部屋と沈黙

本と生活の記録

クソ真面目によるM-1グランプリ2020雑感

Twitterでの盛り上がりにつられて、久しぶりにM-1を見た。普段からそんなにテレビを見ないせいで、どのコンビの漫才も見たことがない。ただ、マヂカルラブリー野田クリスタルのことは、テレビ東京の番組『勇者ああああ』を通して知っていた。

番組内の「ゲームオブザイヤー」という企画でギャルゲー*1を紹介し、2年連続で大賞に選ばれたり、クソゲー紙一重ミニゲームを自身でプログラミングしたかと思えば、本当に商品化されたり*2、すごいんだかすごくないんだか、結構好きだったのね。


野田ゲーのひとつ「ダイタクの達人」。しょうもなさすぎて笑っちゃう。

M-1もおもしろかったな〜とYahoo!ニュースを巡回していたら「2020年のM-1、あなたが一番面白いと思ったのは?」というアンケートを見つけて驚愕した。

マヂカルラブリー、8%*3!?

この8組ならマヂカルラブリー、次点で見取り図だな〜と思っていたのに、8%!!そんなに低い!?え、おもしろくなかった!?もしかすると、私の笑いのセンスは、およそ普遍的とは言えないのかもしれない。

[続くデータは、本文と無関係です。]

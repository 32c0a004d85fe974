//! Command arguments: the flat property bag from CLI flags, env and profiles

use serde::{Deserialize, Serialize};
use serde_json::Value;
use std::collections::BTreeMap;

/// Whether a value counts as present: not null and not an empty string
pub fn has_value(value: &Value) -> bool {
    match value {
        Value::Null => false,
        Value::String(s) => !s.is_empty(),
        _ => true,
    }
}

/// Ordered, string-keyed map of argument values
#[derive(Debug, Clone, Default, PartialEq, Serialize, Deserialize)]
#[serde(transparent)]
pub struct CommandArguments {
    values: BTreeMap<String, Value>,
}

impl CommandArguments {
    /// Create an empty argument map
    pub fn new() -> Self {
        Self::default()
    }

    /// Builder-style insert
    pub fn with(mut self, name: impl Into<String>, value: impl Into<Value>) -> Self {
        self.insert(name, value);
        self
    }

    /// Insert or replace a value
    pub fn insert(&mut self, name: impl Into<String>, value: impl Into<Value>) {
        self.values.insert(name.into(), value.into());
    }

    /// Remove a value, returning it
    pub fn remove(&mut self, name: &str) -> Option<Value> {
        self.values.remove(name)
    }

    /// Raw value for a name
    pub fn get(&self, name: &str) -> Option<&Value> {
        self.values.get(name)
    }

    /// Value rendered as a string (numbers and booleans are stringified)
    pub fn get_str(&self, name: &str) -> Option<String> {
        match self.values.get(name)? {
            Value::String(s) => Some(s.clone()),
            Value::Number(n) => Some(n.to_string()),
            Value::Bool(b) => Some(b.to_string()),
            _ => None,
        }
    }

    /// Whether the argument is present and non-empty
    pub fn has_value(&self, name: &str) -> bool {
        self.values.get(name).is_some_and(has_value)
    }

    /// Iterate over all arguments in name order
    pub fn iter(&self) -> impl Iterator<Item = (&String, &Value)> {
        self.values.iter()
    }

    /// Number of arguments
    pub fn len(&self) -> usize {
        self.values.len()
    }

    /// Whether there are no arguments
    pub fn is_empty(&self) -> bool {
        self.values.is_empty()
    }
}

impl FromIterator<(String, Value)> for CommandArguments {
    fn from_iter<I: IntoIterator<Item = (String, Value)>>(iter: I) -> Self {
        Self {
            values: iter.into_iter().collect(),
        }
    }
}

私のお笑い遍歴といえば、中高生の頃の『爆笑オンエアバトル』と、大学生の頃のラーメンズくらいである。ちなみに去年のM-1王者ミルクボーイのことは、“ほわころちゃん”を通して知った(ミルクボーイの背の高いほうが“ほわころちゃん”のファンらしい)。

そんな、近年のお笑い事情を知らない私が言うのもなんだけど、いちばん笑ったよ!おもしろかったし、ツッコミも上手かったよね?タイミングとか声のトーンとか。嫌味がなく、変な気負いも感じさせない、良い意味で力の抜けた良いツッコミだったと思う。

2本目のネタの「(電車の)つり革につかまりたくない」気持ちも、コロナ禍以前とは手触りが違っておもしろいよね。これまでの“つかまりたくない人”って、ただの“ちょっと変な人”だったでしょ。それが今や違う意味で“つかまりたくない人”が増えたはずで、それってつまり、ネタそのものが、見ている人に近づいてるはずなんよ。

その普遍さと、差し出される過剰なまでのばかばかしさとのギャップがおもしろいと思ったんだけどなぁ……そうかぁ、8%か。分からんもんやね。

分からんといえば、ニューヨークのネタにはハラハラし通しだった。遺失物等横領に道交法違反。1万円には所有者の名前なんて書いていないだろうから立件しにくそうだけど、飲酒運転は心情的にも「軽い犯罪」ではすまされないような……。とはいえ、審査員の点数はほぼ90点台だし、Twitterでも概ね好評で、やはりここでも私の感覚のほうが少数派のようだった。

私は、とにかくモラルだけは失いたくないと思っているクソ真面目だから、犯罪ではあんまり笑えない。犯罪“まがい”のことであれば、ホームレスのおじいちゃんが、年末年始は刑務所に入ろうとトイレに落書きをしてみたものの、水性ペンしか持っていないせいでうまく書けず、きれいに消えて困ったっていう話を聞いたときには笑っちゃったな。器物損壊にならない。なんかもう、悲哀だよね……。

さいごに。

「漫才か否か」を論ずるためには、まず“漫才”を定義しなきゃいけないんだけど、教科書的に定義されたその“漫才”に迎合する“お笑い”って、そもそもおもしろいの?“漫才”はもっと自在で、“お笑い”はそういう窮屈な定義を打ち壊すものであってほしい。私はどちらかというと“一致”よりも“差異”に惹かれるたちだから、ありものの型にはまるか否かなんて、わりとどうでもいいよ。